Exercise instructions - Beginning with the first line, transcribe the entries below exactly through the line containing "before its start.", inclusive.

Exercise inputs -
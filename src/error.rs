//! Error types for smokecheck.
//!
//! All errors are strongly typed using thiserror so callers can match on
//! specific failure conditions. Unknown categorical inputs (fuel type,
//! stability class, intensity) are *not* errors; they resolve to documented
//! defaults.

use chrono::{DateTime, Utc};
use thiserror::Error;

use crate::storage::StorageError;

/// Validation errors raised before any computation runs.
#[derive(Debug, Error, Clone, PartialEq)]
pub enum ValidationError {
    /// Acreage was zero or negative.
    #[error("Acreage must be positive, got {value}")]
    NonPositiveAcreage {
        value: f64,
    },

    /// Wind speed was negative.
    #[error("Wind speed cannot be negative, got {value}")]
    NegativeWindSpeed {
        value: f64,
    },

    /// Humidity was outside [0, 100].
    #[error("Humidity {value} is out of range [0, 100]")]
    HumidityOutOfRange {
        value: f64,
    },

    /// A builder was missing a required field.
    #[error("Required field '{field}' is missing")]
    MissingField {
        field: String,
    },

    /// A window ended at or before its start.
    #[error("Invalid time range: from ({from}) must be before to ({to})")]
    InvalidTimeRange {
        from: DateTime<Utc>,
        to: DateTime<Utc>,
    },

    /// Latitude or longitude out of range.
    #[error("Invalid coordinate: latitude {latitude}, longitude {longitude}")]
    InvalidCoordinate {
        latitude: f64,
        longitude: f64,
    },

    /// A numeric field was outside its domain.
    #[error("Field '{field}' value {value} is out of range [{min}, {max}]")]
    ValueOutOfRange {
        field: String,
        value: f64,
        min: f64,
        max: f64,
    },
}

impl ValidationError {
    /// Creates a missing-field error.
    #[must_use]
    pub fn missing(field: impl Into<String>) -> Self {
        Self::MissingField {
            field: field.into(),
        }
    }
}

/// Top-level error type for smokecheck.
#[derive(Debug, Error)]
pub enum SmokeError {
    /// Input failed validation.
    #[error("Validation error: {0}")]
    Validation(#[from] ValidationError),

    /// Two embedding vectors of different lengths were compared.
    ///
    /// This is a programming or configuration error and is never recovered
    /// locally.
    #[error("Embedding dimension mismatch: expected {expected}, got {actual}")]
    DimensionMismatch {
        expected: usize,
        actual: usize,
    },

    /// Vector store failure.
    #[error("Storage error: {0}")]
    Storage(#[from] StorageError),

    /// Invalid configuration.
    #[error("Configuration error: {message}")]
    Config {
        message: String,
    },
}

impl SmokeError {
    /// Creates a configuration error.
    #[must_use]
    pub fn config(message: impl Into<String>) -> Self {
        Self::Config {
            message: message.into(),
        }
    }

    /// Returns true if this is a validation error.
    #[must_use]
    pub const fn is_validation(&self) -> bool {
        matches!(self, Self::Validation(_))
    }

    /// Returns true if this is a dimension mismatch.
    #[must_use]
    pub const fn is_dimension_mismatch(&self) -> bool {
        matches!(self, Self::DimensionMismatch { .. })
    }

    /// Returns true if retrying the same call could succeed.
    ///
    /// Core computations are deterministic, so only backend failures of the
    /// external store qualify.
    #[must_use]
    pub const fn is_retryable(&self) -> bool {
        match self {
            Self::Storage(e) => matches!(e, StorageError::BackendError(_)),
            Self::Validation(_) | Self::DimensionMismatch { .. } | Self::Config { .. } => false,
        }
    }
}

/// Result type alias for smokecheck operations.
pub type SmokeResult<T> = Result<T, SmokeError>;
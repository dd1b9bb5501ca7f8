//! Request handlers.
//!
//! Each handler takes a raw body and returns a status and a JSON body.
//! Failures never leak detail to the caller: the cause is logged and the
//! response carries a fixed message with status 500.

use serde::Serialize;
use serde_json::{Value, json};
use tax_core::calculations::{
    DueDateRule, ScheduleError, TaxEngine, quarterly_due_dates_with_rule,
};
use tax_core::{BracketTableProvider, QuarterPeriod, TableError, TaxCalculationResult, TaxTables};
use thiserror::Error;
use tracing::{debug, error};

use crate::config::{AppConfig, ConfigError};
use crate::request::{CalculateRequest, QuarterlyRequest, RequestError};

pub const CALCULATE_FAILED: &str = "Failed to calculate taxes";
pub const QUARTERLY_FAILED: &str = "Failed to build quarterly schedule";

#[derive(Debug, Error)]
pub enum ApiError {
    #[error("invalid JSON: {0}")]
    Json(#[from] serde_json::Error),

    #[error(transparent)]
    Request(#[from] RequestError),

    #[error(transparent)]
    Table(#[from] TableError),

    #[error(transparent)]
    Schedule(#[from] ScheduleError),
}

/// Everything a handler needs. Built once and shared by reference.
#[derive(Debug, Clone)]
pub struct ApiContext {
    pub tables: TaxTables,
    pub engine: TaxEngine,
    /// Used when a request names no year.
    pub default_year: i32,
    pub due_date_rule: DueDateRule,
}

impl ApiContext {
    pub fn new(
        tables: TaxTables,
        default_year: i32,
    ) -> Self {
        Self {
            tables,
            engine: TaxEngine::default(),
            default_year,
            due_date_rule: DueDateRule::default(),
        }
    }

    pub fn with_due_date_rule(
        mut self,
        rule: DueDateRule,
    ) -> Self {
        self.due_date_rule = rule;
        self
    }

    pub fn from_config(config: &AppConfig) -> Result<Self, ConfigError> {
        Ok(Self::new(config.tax_tables()?, config.tax.year)
            .with_due_date_rule(config.tax.due_date_rule))
    }

    /// Resolves the table for a request and runs the engine.
    pub fn calculate(
        &self,
        request: &CalculateRequest,
    ) -> Result<TaxCalculationResult, ApiError> {
        let tax_year = request.tax_year.unwrap_or(self.default_year);
        let input = request.input();
        let table = self.tables.lookup(input.filing_status, tax_year)?;
        debug!(tax_year, filing_status = %input.filing_status, "calculating");
        Ok(self.engine.calculate(&input, table).normalized())
    }

    pub fn quarterly(
        &self,
        request: &QuarterlyRequest,
    ) -> Result<[QuarterPeriod; 4], ApiError> {
        let year = request.year.unwrap_or(self.default_year);
        Ok(quarterly_due_dates_with_rule(year, self.due_date_rule)?)
    }
}

#[derive(Debug, Clone, PartialEq, Eq)]
pub struct ApiResponse {
    pub status: u16,
    pub body: Value,
}

impl ApiResponse {
    fn ok<T: Serialize>(value: &T) -> Result<Self, ApiError> {
        Ok(Self {
            status: 200,
            body: serde_json::to_value(value)?,
        })
    }

    fn failure(message: &str) -> Self {
        Self {
            status: 500,
            body: json!({ "error": message }),
        }
    }

    pub fn is_success(&self) -> bool {
        self.status == 200
    }
}

fn respond<T: Serialize>(
    result: Result<T, ApiError>,
    failure: &'static str,
) -> ApiResponse {
    match result.and_then(|value| ApiResponse::ok(&value)) {
        Ok(response) => response,
        Err(e) => {
            error!(error = %e, "{failure}");
            ApiResponse::failure(failure)
        }
    }
}

/// Handles a calculation request body.
pub fn handle_calculate(
    ctx: &ApiContext,
    body: &str,
) -> ApiResponse {
    let result = serde_json::from_str::<Value>(body)
        .map_err(ApiError::from)
        .and_then(|value| Ok(CalculateRequest::from_json(&value)?))
        .and_then(|request| ctx.calculate(&request));
    respond(result, CALCULATE_FAILED)
}

/// Handles a quarterly schedule request body. An empty body asks for the
/// default year.
pub fn handle_quarterly(
    ctx: &ApiContext,
    body: &str,
) -> ApiResponse {
    let result = if body.trim().is_empty() {
        Ok(QuarterlyRequest::default())
    } else {
        serde_json::from_str::<Value>(body)
            .map_err(ApiError::from)
            .and_then(|value| Ok(QuarterlyRequest::from_json(&value)?))
    }
    .and_then(|request| ctx.quarterly(&request));
    respond(result, QUARTERLY_FAILED)
}
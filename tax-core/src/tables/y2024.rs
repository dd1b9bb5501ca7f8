//! 2024 federal rate schedules (Rev. Proc. 2023-34).

use rust_decimal::Decimal;
use rust_decimal_macros::dec;

use crate::models::{Bracket, BracketTable, FilingStatus, UpperBound};

const TAX_YEAR: i32 = 2024;

type Row = (Decimal, Option<Decimal>, Decimal);

// Schedule X
const SINGLE: [Row; 7] = [
    (dec!(0), Some(dec!(11600)), dec!(0.10)),
    (dec!(11600), Some(dec!(47150)), dec!(0.12)),
    (dec!(47150), Some(dec!(100525)), dec!(0.22)),
    (dec!(100525), Some(dec!(191950)), dec!(0.24)),
    (dec!(191950), Some(dec!(243725)), dec!(0.32)),
    (dec!(243725), Some(dec!(609350)), dec!(0.35)),
    (dec!(609350), None, dec!(0.37)),
];

// Schedule Y-1
const MARRIED_JOINT: [Row; 7] = [
    (dec!(0), Some(dec!(23200)), dec!(0.10)),
    (dec!(23200), Some(dec!(94300)), dec!(0.12)),
    (dec!(94300), Some(dec!(201050)), dec!(0.22)),
    (dec!(201050), Some(dec!(383900)), dec!(0.24)),
    (dec!(383900), Some(dec!(487450)), dec!(0.32)),
    (dec!(487450), Some(dec!(731200)), dec!(0.35)),
    (dec!(731200), None, dec!(0.37)),
];

// Schedule Y-2
const MARRIED_SEPARATE: [Row; 7] = [
    (dec!(0), Some(dec!(11600)), dec!(0.10)),
    (dec!(11600), Some(dec!(47150)), dec!(0.12)),
    (dec!(47150), Some(dec!(100525)), dec!(0.22)),
    (dec!(100525), Some(dec!(191950)), dec!(0.24)),
    (dec!(191950), Some(dec!(243725)), dec!(0.32)),
    (dec!(243725), Some(dec!(365600)), dec!(0.35)),
    (dec!(365600), None, dec!(0.37)),
];

// Schedule Z
const HEAD_OF_HOUSEHOLD: [Row; 7] = [
    (dec!(0), Some(dec!(16550)), dec!(0.10)),
    (dec!(16550), Some(dec!(63100)), dec!(0.12)),
    (dec!(63100), Some(dec!(100500)), dec!(0.22)),
    (dec!(100500), Some(dec!(191950)), dec!(0.24)),
    (dec!(191950), Some(dec!(243700)), dec!(0.32)),
    (dec!(243700), Some(dec!(609350)), dec!(0.35)),
    (dec!(609350), None, dec!(0.37)),
];

fn table(
    filing_status: FilingStatus,
    standard_deduction: Decimal,
    rows: &[Row],
) -> BracketTable {
    let brackets = rows
        .iter()
        .map(|&(lower_bound, upper, rate)| Bracket {
            lower_bound,
            upper_bound: UpperBound::from(upper),
            rate,
        })
        .collect();

    BracketTable::new_unchecked(TAX_YEAR, filing_status, standard_deduction, brackets)
}

pub(super) fn tables() -> [BracketTable; 4] {
    [
        table(FilingStatus::Single, dec!(14600), &SINGLE),
        table(FilingStatus::MarriedJoint, dec!(29200), &MARRIED_JOINT),
        table(FilingStatus::MarriedSeparate, dec!(14600), &MARRIED_SEPARATE),
        table(FilingStatus::HeadOfHousehold, dec!(21900), &HEAD_OF_HOUSEHOLD),
    ]
}
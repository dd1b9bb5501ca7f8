//! TOML configuration.
//!
//! ```toml
//! [tax]
//! year = 2024
//! brackets_csv = "data/brackets.csv"
//! standard_deductions_csv = "data/std.csv"
//! due_date_rule = "next_business_day"
//!
//! [logging]
//! level = "debug"
//! file = "taxscope.log"
//! ```
//!
//! Every key is optional. Relative paths are resolved against the directory
//! holding the config file.

use std::path::{Path, PathBuf};

use serde::{Deserialize, Serialize};
use tax_core::TaxTables;
use tax_core::calculations::DueDateRule;
use tax_data::{LoaderError, TaxTableLoader};
use thiserror::Error;
use tracing::debug;

#[derive(Debug, Error)]
pub enum ConfigError {
    #[error("cannot read config file '{}': {source}", .path.display())]
    Io {
        path: PathBuf,
        #[source]
        source: std::io::Error,
    },

    #[error("invalid config: {0}")]
    Parse(#[from] toml::de::Error),

    #[error("brackets_csv is set but standard_deductions_csv is not")]
    MissingStandardDeductions,

    #[error("failed to load tax tables: {0}")]
    Tables(#[from] LoaderError),
}

#[derive(Debug, Clone, PartialEq, Eq, Serialize, Deserialize)]
#[serde(default, deny_unknown_fields)]
pub struct TaxSettings {
    /// Tax year used when a request does not name one.
    pub year: i32,
    /// Replaces the built-in tables when set.
    pub brackets_csv: Option<PathBuf>,
    pub standard_deductions_csv: Option<PathBuf>,
    pub due_date_rule: DueDateRule,
}

fn default_year() -> i32 {
    2024
}

impl Default for TaxSettings {
    fn default() -> Self {
        Self {
            year: default_year(),
            brackets_csv: None,
            standard_deductions_csv: None,
            due_date_rule: DueDateRule::default(),
        }
    }
}

#[derive(Debug, Clone, PartialEq, Eq, Serialize, Deserialize)]
#[serde(default, deny_unknown_fields)]
pub struct LoggingSettings {
    /// Bare level or full `EnvFilter` directive. `RUST_LOG` wins when set.
    pub level: String,
    /// Appended to when set.
    pub file: Option<PathBuf>,
}

fn default_level() -> String {
    "info".to_string()
}

impl Default for LoggingSettings {
    fn default() -> Self {
        Self {
            level: default_level(),
            file: None,
        }
    }
}

#[derive(Debug, Clone, Default, PartialEq, Eq, Serialize, Deserialize)]
#[serde(default, deny_unknown_fields)]
pub struct AppConfig {
    pub tax: TaxSettings,
    pub logging: LoggingSettings,
}

impl AppConfig {
    pub fn from_toml_str(content: &str) -> Result<Self, ConfigError> {
        Ok(toml::from_str(content)?)
    }

    /// Reads `path` and resolves relative paths against its directory.
    pub fn load(path: &Path) -> Result<Self, ConfigError> {
        let content = std::fs::read_to_string(path).map_err(|source| ConfigError::Io {
            path: path.to_path_buf(),
            source,
        })?;
        let mut config = Self::from_toml_str(&content)?;
        if let Some(base) = path.parent() {
            config.resolve_paths(base);
        }
        debug!(path = %path.display(), "loaded config");
        Ok(config)
    }

    /// [`AppConfig::load`] when a path is given, defaults otherwise.
    pub fn load_or_default(path: Option<&Path>) -> Result<Self, ConfigError> {
        match path {
            Some(path) => Self::load(path),
            None => Ok(Self::default()),
        }
    }

    fn resolve_paths(
        &mut self,
        base: &Path,
    ) {
        let resolve = |path: &mut Option<PathBuf>| {
            if let Some(p) = path.as_mut().filter(|p| p.is_relative()) {
                *p = base.join(&*p);
            }
        };
        resolve(&mut self.tax.brackets_csv);
        resolve(&mut self.tax.standard_deductions_csv);
        resolve(&mut self.logging.file);
    }

    /// The configured tables: loaded from CSV when `brackets_csv` is set,
    /// the built-in tables otherwise.
    pub fn tax_tables(&self) -> Result<TaxTables, ConfigError> {
        match (&self.tax.brackets_csv, &self.tax.standard_deductions_csv) {
            (None, _) => Ok(TaxTables::builtin()),
            (Some(_), None) => Err(ConfigError::MissingStandardDeductions),
            (Some(brackets), Some(deductions)) => {
                Ok(TaxTableLoader::load_files(brackets, deductions)?)
            }
        }
    }
}

#[cfg(test)]
mod tests {
    use pretty_assertions::assert_eq;
    use tax_core::BracketTableProvider;

    use super::*;

    const BRACKETS_2025: &str = "tax_year,schedule,min_income,max_income,rate
2025,X,0,11925,0.10
2025,X,11925,,0.12
";

    const DEDUCTIONS_2025: &str = "tax_year,filing_status,amount
2025,single,15000
";

    // =========================================================================
    // parsing
    // =========================================================================

    #[test]
    fn empty_config_uses_defaults() {
        let config = AppConfig::from_toml_str("").unwrap();

        assert_eq!(config, AppConfig::default());
        assert_eq!(config.tax.year, 2024);
        assert_eq!(config.tax.due_date_rule, DueDateRule::Statutory);
        assert_eq!(config.logging.level, "info");
    }

    #[test]
    fn partial_config_merges_with_defaults() {
        let config = AppConfig::from_toml_str(
            r#"
            [tax]
            due_date_rule = "next_business_day"

            [logging]
            level = "debug"
            "#,
        )
        .unwrap();

        assert_eq!(config.tax.year, 2024);
        assert_eq!(config.tax.due_date_rule, DueDateRule::NextBusinessDay);
        assert_eq!(config.logging.level, "debug");
        assert_eq!(config.logging.file, None);
    }

    #[test]
    fn unknown_keys_are_rejected() {
        let result = AppConfig::from_toml_str("[tax]\nyeer = 2025\n");

        assert!(matches!(result, Err(ConfigError::Parse(_))));
    }

    #[test]
    fn unknown_due_date_rule_is_rejected() {
        let result = AppConfig::from_toml_str("[tax]\ndue_date_rule = \"whenever\"\n");

        assert!(matches!(result, Err(ConfigError::Parse(_))));
    }

    // =========================================================================
    // loading from disk
    // =========================================================================

    #[test]
    fn load_missing_file_is_io_error() {
        let dir = tempfile::tempdir().unwrap();

        let result = AppConfig::load(&dir.path().join("missing.toml"));

        assert!(matches!(result, Err(ConfigError::Io { .. })));
    }

    #[test]
    fn load_or_default_without_path() {
        assert_eq!(AppConfig::load_or_default(None).unwrap(), AppConfig::default());
    }

    #[test]
    fn load_resolves_relative_paths() {
        let dir = tempfile::tempdir().unwrap();
        let path = dir.path().join("taxscope.toml");
        std::fs::write(
            &path,
            "[tax]\nbrackets_csv = \"data/b.csv\"\n\n[logging]\nfile = \"/var/log/t.log\"\n",
        )
        .unwrap();

        let config = AppConfig::load(&path).unwrap();

        assert_eq!(config.tax.brackets_csv, Some(dir.path().join("data/b.csv")));
        assert_eq!(config.logging.file, Some(PathBuf::from("/var/log/t.log")));
    }

    // =========================================================================
    // tax tables
    // =========================================================================

    #[test]
    fn tax_tables_default_to_builtin() {
        let tables = AppConfig::default().tax_tables().unwrap();

        assert_eq!(tables, TaxTables::builtin());
    }

    #[test]
    fn tax_tables_require_standard_deductions() {
        let mut config = AppConfig::default();
        config.tax.brackets_csv = Some(PathBuf::from("brackets.csv"));

        assert!(matches!(
            config.tax_tables(),
            Err(ConfigError::MissingStandardDeductions)
        ));
    }

    #[test]
    fn tax_tables_load_from_csv() {
        let dir = tempfile::tempdir().unwrap();
        std::fs::write(dir.path().join("brackets.csv"), BRACKETS_2025).unwrap();
        std::fs::write(dir.path().join("std.csv"), DEDUCTIONS_2025).unwrap();
        let path = dir.path().join("taxscope.toml");
        std::fs::write(
            &path,
            "[tax]\nyear = 2025\nbrackets_csv = \"brackets.csv\"\nstandard_deductions_csv = \"std.csv\"\n",
        )
        .unwrap();

        let tables = AppConfig::load(&path).unwrap().tax_tables().unwrap();

        assert_eq!(tables.years(), vec![2025]);
        assert_eq!(
            tables.standard_deduction(tax_core::FilingStatus::Single, 2025),
            Ok(rust_decimal::Decimal::from(15000))
        );
    }
}
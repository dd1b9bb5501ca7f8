//! Tax calculations.
//!
//! The engine turns a taxpayer's inputs and one bracket table into a full
//! result; the schedule module derives estimated-payment due dates.

pub mod common;
pub mod engine;
pub mod schedule;
pub mod self_emp;

pub use engine::{TaxEngine, TaxError, calculate, estimate};
pub use schedule::{
    DueDateRule, ScheduleError, next_business_day, quarterly_due_dates,
    quarterly_due_dates_with_rule,
};
pub use self_emp::{SeWorksheet, SeWorksheetError, SeWorksheetResult, SelfEmploymentConfig};
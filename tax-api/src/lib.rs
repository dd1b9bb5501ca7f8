//! Request boundary, payment tracker, configuration, and logging for the
//! `taxscope` front end.

pub mod config;
pub mod handlers;
pub mod logging;
pub mod request;
pub mod tracker;

pub use config::{AppConfig, ConfigError};
pub use handlers::{ApiContext, ApiError, ApiResponse, handle_calculate, handle_quarterly};
pub use request::{CalculateRequest, QuarterlyRequest, RequestError};
pub use tracker::{PaymentTracker, QuarterStatus, TrackedQuarter, TrackerError};
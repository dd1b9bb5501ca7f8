//! Versioned bracket tables keyed by filing status and tax year.
//!
//! The engine never hard-codes a year: callers resolve a [`BracketTable`]
//! through a [`BracketTableProvider`] and hand it to the engine. Adding a
//! tax year means inserting new tables (built-in or loaded from data),
//! nothing else.

mod y2024;

use std::collections::BTreeMap;

use rust_decimal::Decimal;
use thiserror::Error;

use crate::models::{BracketTable, FilingStatus};

/// Errors raised while resolving or building bracket tables.
#[derive(Debug, Error, PartialEq, Eq)]
pub enum TableError {
    /// No table of any filing status exists for the year.
    #[error("tax year {0} is not supported")]
    UnsupportedYear(i32),

    /// The year is modeled but not for this filing status.
    #[error("no bracket table for {filing_status} in tax year {tax_year}")]
    MissingTable {
        tax_year: i32,
        filing_status: FilingStatus,
    },

    /// The table breaks the bracket invariants.
    #[error("malformed bracket table for {filing_status} in tax year {tax_year}: {reason}")]
    Malformed {
        tax_year: i32,
        filing_status: FilingStatus,
        reason: String,
    },
}

/// Source of bracket tables.
pub trait BracketTableProvider: Send + Sync {
    /// Resolves the table for a filing status and year.
    ///
    /// # Errors
    ///
    /// [`TableError::UnsupportedYear`] when the year is not modeled at all,
    /// [`TableError::MissingTable`] when only the filing status is missing.
    fn lookup(
        &self,
        filing_status: FilingStatus,
        tax_year: i32,
    ) -> Result<&BracketTable, TableError>;

    fn standard_deduction(
        &self,
        filing_status: FilingStatus,
        tax_year: i32,
    ) -> Result<Decimal, TableError> {
        self.lookup(filing_status, tax_year)
            .map(BracketTable::standard_deduction)
    }

    /// Modeled years in ascending order.
    fn years(&self) -> Vec<i32>;
}

/// In-memory provider backed by a map keyed by `(year, filing status)`.
#[derive(Debug, Clone, Default, PartialEq, Eq)]
pub struct TaxTables {
    tables: BTreeMap<(i32, FilingStatus), BracketTable>,
}

impl TaxTables {
    /// An empty provider.
    pub fn new() -> Self {
        Self::default()
    }

    /// The published tables shipped with the crate.
    pub fn builtin() -> Self {
        let mut tables = Self::new();
        tables.extend(y2024::tables());
        tables
    }

    /// Adds a table, replacing any existing table for the same year and
    /// filing status. Returns the replaced table.
    pub fn insert(
        &mut self,
        table: BracketTable,
    ) -> Option<BracketTable> {
        self.tables
            .insert((table.tax_year(), table.filing_status()), table)
    }

    pub fn len(&self) -> usize {
        self.tables.len()
    }

    pub fn is_empty(&self) -> bool {
        self.tables.is_empty()
    }

    pub fn iter(&self) -> impl Iterator<Item = &BracketTable> {
        self.tables.values()
    }
}

impl Extend<BracketTable> for TaxTables {
    fn extend<I: IntoIterator<Item = BracketTable>>(
        &mut self,
        iter: I,
    ) {
        for table in iter {
            self.insert(table);
        }
    }
}

impl FromIterator<BracketTable> for TaxTables {
    fn from_iter<I: IntoIterator<Item = BracketTable>>(iter: I) -> Self {
        let mut tables = Self::new();
        tables.extend(iter);
        tables
    }
}

impl BracketTableProvider for TaxTables {
    fn lookup(
        &self,
        filing_status: FilingStatus,
        tax_year: i32,
    ) -> Result<&BracketTable, TableError> {
        if let Some(table) = self.tables.get(&(tax_year, filing_status)) {
            return Ok(table);
        }
        if self.tables.keys().any(|(year, _)| *year == tax_year) {
            Err(TableError::MissingTable {
                tax_year,
                filing_status,
            })
        } else {
            Err(TableError::UnsupportedYear(tax_year))
        }
    }

    fn years(&self) -> Vec<i32> {
        let mut years: Vec<i32> = self.tables.keys().map(|(year, _)| *year).collect();
        years.dedup();
        years
    }
}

Solution to the problem -
filename src/error.rs
//! Error types for smokecheck.
//!
//! All errors are strongly typed using thiserror so callers can match on
//! specific failure conditions. Unknown categorical inputs (fuel type,
//! stability class, intensity) are *not* errors; they resolve to documented
//! defaults.

use chrono::{DateTime, Utc};
use thiserror::Error;

use crate::storage::StorageError;

/// Validation errors raised before any computation runs.
#[derive(Debug, Error, Clone, PartialEq)]
pub enum ValidationError {
    /// Acreage was zero or negative.
    #[error("Acreage must be positive, got {value}")]
    NonPositiveAcreage {
        value: f64,
    },

    /// Wind speed was negative.
    #[error("Wind speed cannot be negative, got {value}")]
    NegativeWindSpeed {
        value: f64,
    },

    /// Humidity was outside [0, 100].
    #[error("Humidity {value} is out of range [0, 100]")]
    HumidityOutOfRange {
        value: f64,
    },

    /// A builder was missing a required field.
    #[error("Required field '{field}' is missing")]
    MissingField {
        field: String,
    },

    /// A window ended at or before its start.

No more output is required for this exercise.